:: TASK GOAL ::
Given the listing below, write out exactly the lines starting with the line that has "fn try_from(row: BackupEntryRow)" and going on through the line that has "(Some(name), Some(path), Some(key), Some(iv))", both kept.

:: STORED DATA ::

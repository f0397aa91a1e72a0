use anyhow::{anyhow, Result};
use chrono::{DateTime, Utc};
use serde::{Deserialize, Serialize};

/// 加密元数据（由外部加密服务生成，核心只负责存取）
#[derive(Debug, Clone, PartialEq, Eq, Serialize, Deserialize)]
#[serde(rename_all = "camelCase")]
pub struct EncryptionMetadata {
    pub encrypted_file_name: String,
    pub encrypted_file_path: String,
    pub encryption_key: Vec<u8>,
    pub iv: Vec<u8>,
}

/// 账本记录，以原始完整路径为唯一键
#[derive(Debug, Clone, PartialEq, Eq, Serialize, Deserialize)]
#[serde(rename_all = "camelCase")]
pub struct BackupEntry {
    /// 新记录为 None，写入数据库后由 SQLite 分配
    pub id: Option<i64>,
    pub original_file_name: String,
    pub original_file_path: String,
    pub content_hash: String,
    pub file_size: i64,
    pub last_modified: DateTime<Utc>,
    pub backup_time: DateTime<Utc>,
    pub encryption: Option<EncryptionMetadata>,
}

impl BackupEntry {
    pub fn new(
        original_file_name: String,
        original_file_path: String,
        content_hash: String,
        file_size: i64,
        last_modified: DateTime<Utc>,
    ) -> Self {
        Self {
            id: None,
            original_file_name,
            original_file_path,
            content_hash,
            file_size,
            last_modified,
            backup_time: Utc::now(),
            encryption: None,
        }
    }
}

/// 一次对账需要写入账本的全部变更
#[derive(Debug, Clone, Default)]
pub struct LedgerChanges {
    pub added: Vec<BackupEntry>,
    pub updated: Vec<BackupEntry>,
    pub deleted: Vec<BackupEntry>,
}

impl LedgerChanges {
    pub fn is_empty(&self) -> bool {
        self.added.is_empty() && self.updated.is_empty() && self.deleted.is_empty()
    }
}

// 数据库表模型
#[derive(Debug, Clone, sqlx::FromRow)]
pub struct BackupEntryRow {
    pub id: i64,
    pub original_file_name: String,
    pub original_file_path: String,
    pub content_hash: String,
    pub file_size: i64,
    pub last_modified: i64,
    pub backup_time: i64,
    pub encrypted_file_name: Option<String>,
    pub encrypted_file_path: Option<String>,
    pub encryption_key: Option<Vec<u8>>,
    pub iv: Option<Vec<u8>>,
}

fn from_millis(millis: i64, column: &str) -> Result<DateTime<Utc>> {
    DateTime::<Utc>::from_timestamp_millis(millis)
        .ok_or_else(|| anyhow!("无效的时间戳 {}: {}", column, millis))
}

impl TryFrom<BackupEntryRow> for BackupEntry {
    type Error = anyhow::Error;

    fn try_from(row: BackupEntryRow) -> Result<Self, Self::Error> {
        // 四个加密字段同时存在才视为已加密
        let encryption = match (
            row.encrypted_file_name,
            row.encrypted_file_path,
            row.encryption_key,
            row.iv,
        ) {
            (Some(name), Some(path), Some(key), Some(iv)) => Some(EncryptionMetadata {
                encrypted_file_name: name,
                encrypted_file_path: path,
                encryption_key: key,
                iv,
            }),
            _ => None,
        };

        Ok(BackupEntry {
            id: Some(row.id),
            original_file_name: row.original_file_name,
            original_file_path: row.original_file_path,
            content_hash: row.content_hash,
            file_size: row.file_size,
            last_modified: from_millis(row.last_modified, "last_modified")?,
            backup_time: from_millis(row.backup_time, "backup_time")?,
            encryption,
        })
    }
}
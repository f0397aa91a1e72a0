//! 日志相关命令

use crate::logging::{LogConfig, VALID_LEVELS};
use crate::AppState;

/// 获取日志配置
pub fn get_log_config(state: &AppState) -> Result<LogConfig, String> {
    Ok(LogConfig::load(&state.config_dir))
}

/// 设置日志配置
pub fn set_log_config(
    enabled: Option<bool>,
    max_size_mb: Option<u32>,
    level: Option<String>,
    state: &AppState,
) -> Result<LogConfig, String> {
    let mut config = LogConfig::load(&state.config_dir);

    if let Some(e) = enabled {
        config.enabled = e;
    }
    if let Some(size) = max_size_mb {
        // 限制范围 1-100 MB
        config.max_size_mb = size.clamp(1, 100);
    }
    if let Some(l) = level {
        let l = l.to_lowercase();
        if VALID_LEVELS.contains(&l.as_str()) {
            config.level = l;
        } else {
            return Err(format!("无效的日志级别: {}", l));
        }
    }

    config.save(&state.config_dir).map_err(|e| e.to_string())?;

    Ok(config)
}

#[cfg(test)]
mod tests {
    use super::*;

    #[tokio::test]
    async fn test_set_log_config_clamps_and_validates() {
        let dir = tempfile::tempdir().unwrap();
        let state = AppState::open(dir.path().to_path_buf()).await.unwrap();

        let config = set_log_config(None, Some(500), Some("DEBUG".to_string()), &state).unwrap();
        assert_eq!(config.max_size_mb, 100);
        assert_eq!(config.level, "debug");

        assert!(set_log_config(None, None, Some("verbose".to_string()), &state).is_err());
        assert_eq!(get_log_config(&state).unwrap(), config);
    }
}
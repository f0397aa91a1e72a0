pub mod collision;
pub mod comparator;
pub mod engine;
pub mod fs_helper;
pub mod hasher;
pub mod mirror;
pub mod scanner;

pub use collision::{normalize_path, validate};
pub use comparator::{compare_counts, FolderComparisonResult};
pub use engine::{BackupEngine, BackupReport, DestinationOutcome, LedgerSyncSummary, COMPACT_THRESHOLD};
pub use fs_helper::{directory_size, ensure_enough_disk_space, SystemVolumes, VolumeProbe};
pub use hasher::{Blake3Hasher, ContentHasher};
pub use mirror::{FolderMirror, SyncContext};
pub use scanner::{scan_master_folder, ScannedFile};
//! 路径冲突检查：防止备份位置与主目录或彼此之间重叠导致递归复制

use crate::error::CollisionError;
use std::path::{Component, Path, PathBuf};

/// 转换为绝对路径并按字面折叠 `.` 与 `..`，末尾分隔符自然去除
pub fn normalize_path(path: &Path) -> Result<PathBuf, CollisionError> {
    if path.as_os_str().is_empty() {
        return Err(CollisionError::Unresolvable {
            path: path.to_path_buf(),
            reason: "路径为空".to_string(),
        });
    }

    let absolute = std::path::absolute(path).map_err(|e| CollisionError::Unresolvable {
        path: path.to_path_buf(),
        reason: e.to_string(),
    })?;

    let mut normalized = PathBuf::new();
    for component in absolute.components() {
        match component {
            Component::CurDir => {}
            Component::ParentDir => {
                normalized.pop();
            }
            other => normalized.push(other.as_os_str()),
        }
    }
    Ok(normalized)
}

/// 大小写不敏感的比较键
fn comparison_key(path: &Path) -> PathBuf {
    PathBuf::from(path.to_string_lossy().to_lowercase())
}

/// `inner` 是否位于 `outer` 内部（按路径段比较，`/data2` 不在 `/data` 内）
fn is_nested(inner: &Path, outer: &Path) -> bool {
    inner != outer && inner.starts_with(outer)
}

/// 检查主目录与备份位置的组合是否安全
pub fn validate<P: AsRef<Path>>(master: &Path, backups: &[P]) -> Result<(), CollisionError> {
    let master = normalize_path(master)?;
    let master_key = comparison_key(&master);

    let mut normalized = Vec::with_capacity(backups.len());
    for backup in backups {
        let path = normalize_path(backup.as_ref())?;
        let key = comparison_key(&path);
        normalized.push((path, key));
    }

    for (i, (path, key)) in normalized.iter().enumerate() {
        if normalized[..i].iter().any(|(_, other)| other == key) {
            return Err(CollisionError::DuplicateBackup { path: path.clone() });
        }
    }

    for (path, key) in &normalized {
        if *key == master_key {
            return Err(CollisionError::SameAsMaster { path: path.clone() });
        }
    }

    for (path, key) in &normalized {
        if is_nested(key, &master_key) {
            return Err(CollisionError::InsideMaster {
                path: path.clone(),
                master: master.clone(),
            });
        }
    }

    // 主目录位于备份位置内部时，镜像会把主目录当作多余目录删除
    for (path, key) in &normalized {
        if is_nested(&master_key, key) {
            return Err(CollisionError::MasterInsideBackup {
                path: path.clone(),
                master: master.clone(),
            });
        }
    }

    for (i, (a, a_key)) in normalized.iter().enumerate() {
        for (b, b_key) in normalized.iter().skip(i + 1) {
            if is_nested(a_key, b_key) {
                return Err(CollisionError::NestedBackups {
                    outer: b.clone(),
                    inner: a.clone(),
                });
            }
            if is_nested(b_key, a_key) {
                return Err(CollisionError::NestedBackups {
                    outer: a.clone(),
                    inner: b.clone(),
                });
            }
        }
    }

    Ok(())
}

:: SOLUTION ::
    fn try_from(row: BackupEntryRow) -> Result<Self, Self::Error> {
        // 四个加密字段同时存在才视为已加密
        let encryption = match (
            row.encrypted_file_name,
            row.encrypted_file_path,
            row.encryption_key,
            row.iv,
        ) {
            (Some(name), Some(path), Some(key), Some(iv)) => Some(EncryptionMetadata {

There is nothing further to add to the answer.